- **Exercise objective**: Every line of the data is to be transcribed without error.

- **Supplied material**:
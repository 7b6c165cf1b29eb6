mod relaxed_lp;

pub use relaxed_lp::*;
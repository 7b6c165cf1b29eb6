use rand::prelude::*;
use rand_xoshiro::Xoshiro256StarStar;
use totsu_boolrelax::prelude::*;
use totsu_boolrelax::*;
use totsu_boolrelax::rounding::round_threshold;
use totsu_boolrelax::feasibility::{is_feasible, is_feasible_tol};

type La = FloatGeneric<f64>;

type AMatBuild = MatBuild<La>;

fn ones(x_hat: &[f64]) -> Vec<usize>
{
    x_hat.iter().enumerate().filter(|(_, v)| **v == 1.).map(|(i, _)| i).collect()
}

//

#[test]
fn test_scenarios()
{
    let mat_a = AMatBuild::new(MatType::General(1, 2)).iter_rowmaj(&[
        1., 1.,
    ]);
    let vec_b = AMatBuild::col(&[1.]);

    let x_hat = round_threshold(&[0.6, 0.3], 0.5).unwrap();
    assert_eq!(x_hat, vec![1., 0.]);
    assert!(is_feasible(&mat_a, &vec_b, &x_hat));

    let x_hat = round_threshold(&[0.9, 0.9], 0.5).unwrap();
    assert_eq!(x_hat, vec![1., 1.]);
    assert!(!is_feasible(&mat_a, &vec_b, &x_hat));

    let x_hat = round_threshold(&[0.0, 0.4], 0.).unwrap();
    assert_eq!(x_hat, vec![1., 1.]);
}

//

#[test]
fn test_monotonic_idempotent()
{
    let mut rng = Xoshiro256StarStar::seed_from_u64(0);

    for _ in 0.. 20 {
        let x_rlx: Vec<f64> = (0.. 50).map(|_| rng.gen()).collect();
        let t1: f64 = rng.gen();
        let t2: f64 = (t1 + (1. - t1) * rng.gen::<f64>()).min(1.);

        let lo = ones(&round_threshold(&x_rlx, t1).unwrap());
        let hi = ones(&round_threshold(&x_rlx, t2).unwrap());
        assert!(hi.iter().all(|i| lo.contains(i)));

        assert_eq!(round_threshold(&x_rlx, t1), round_threshold(&x_rlx, t1));
    }
}

//

#[test]
fn test_row_permutation()
{
    let mut rng = Xoshiro256StarStar::seed_from_u64(1);

    let (m, n) = (8, 5);
    let mat_a = AMatBuild::new(MatType::General(m, n)).by_fn(|_, _| rng.gen());
    let vec_b = AMatBuild::new(MatType::General(m, 1)).by_fn(|_, _| 2. * rng.gen::<f64>());

    let mut perm: Vec<usize> = (0.. m).collect();
    perm.shuffle(&mut rng);

    let mat_pa = AMatBuild::new(MatType::General(m, n)).by_fn(|r, c| mat_a[(perm[r], c)]);
    let vec_pb = AMatBuild::new(MatType::General(m, 1)).by_fn(|r, _| vec_b[(perm[r], 0)]);

    for _ in 0.. 20 {
        let x_rlx: Vec<f64> = (0.. n).map(|_| rng.gen()).collect();
        let x_hat = round_threshold(&x_rlx, 0.5).unwrap();

        assert_eq!(
            is_feasible(&mat_a, &vec_b, &x_hat),
            is_feasible(&mat_pa, &vec_pb, &x_hat),
        );
        assert_eq!(
            is_feasible_tol(&mat_a, &vec_b, &x_hat, 1e-9),
            is_feasible_tol(&mat_pa, &vec_pb, &x_hat, 1e-9),
        );
    }
}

- **Solved exercise**:
repository 7b6c165cf1b29eb6
mod relaxed_lp;

pub use relaxed_lp::*;
repository 7b6c165cf1b29eb6
use rand::prelude::*;
use rand_xoshiro::Xoshiro256StarStar;
use totsu_boolrelax::prelude::*;
use totsu_boolrelax::*;
use totsu_boolrelax::rounding::round_threshold;
use totsu_boolrelax::feasibility::{is_feasible, is_feasible_tol};

type La = FloatGeneric<f64>;

type AMatBuild = MatBuild<La>;

fn ones(x_hat: &[f64]) -> Vec<usize>
{
    x_hat.iter().enumerate().filter(|(_, v)| **v == 1.).map(|(i, _)| i).collect()
}

//

#[test]
fn test_scenarios()
{
    let mat_a = AMatBuild::new(MatType::General(1, 2)).iter_rowmaj(&[
        1., 1.,
    ]);
    let vec_b = AMatBuild::col(&[1.]);

    let x_hat = round_threshold(&[0.6, 0.3], 0.5).unwrap();
    assert_eq!(x_hat, vec![1., 0.]);
    assert!(is_feasible(&mat_a, &vec_b, &x_hat));

    let x_hat = round_threshold(&[0.9, 0.9], 0.5).unwrap();
    assert_eq!(x_hat, vec![1., 1.]);
    assert!(!is_feasible(&mat_a, &vec_b, &x_hat));

    let x_hat = round_threshold(&[0.0, 0.4], 0.).unwrap();
    assert_eq!(x_hat, vec![1., 1.]);
}

//

#[test]
fn test_monotonic_idempotent()
{
    let mut rng = Xoshiro256StarStar::seed_from_u64(0);

    for _ in 0.. 20 {
        let x_rlx: Vec<f64> = (0.. 50).map(|_| rng.gen()).collect();
        let t1: f64 = rng.gen();
        let t2: f64 = (t1 + (1. - t1) * rng.gen::<f64>()).min(1.);

        let lo = ones(&round_threshold(&x_rlx, t1).unwrap());
        let hi = ones(&round_threshold(&x_rlx, t2).unwrap());
        assert!(hi.iter().all(|i| lo.contains(i)));

        assert_eq!(round_threshold(&x_rlx, t1), round_threshold(&x_rlx, t1));
    }
}

//

#[test]
fn test_row_permutation()
{
    let mut rng = Xoshiro256StarStar::seed_from_u64(1);

    let (m, n) = (8, 5);
    let mat_a = AMatBuild::new(MatType::General(m, n)).by_fn(|_, _| rng.gen());
    let vec_b = AMatBuild::new(MatType::General(m, 1)).by_fn(|_, _| 2. * rng.gen::<f64>());

    let mut perm: Vec<usize> = (0.. m).collect();
    perm.shuffle(&mut rng);

    let mat_pa = AMatBuild::new(MatType::General(m, n)).by_fn(|r, c| mat_a[(perm[r], c)]);
    let vec_pb = AMatBuild::new(MatType::General(m, 1)).by_fn(|r, _| vec_b[(perm[r], 0)]);

    for _ in 0.. 20 {
        let x_rlx: Vec<f64> = (0.. n).map(|_| rng.gen()).collect();
        let x_hat = round_threshold(&x_rlx, 0.5).unwrap();

        assert_eq!(
            is_feasible(&mat_a, &vec_b, &x_hat),
            is_feasible(&mat_pa, &vec_pb, &x_hat),
        );
        assert_eq!(
            is_feasible_tol(&mat_a, &vec_b, &x_hat, 1e-9),
            is_feasible_tol(&mat_pa, &vec_pb, &x_hat, 1e-9),
        );
    }
}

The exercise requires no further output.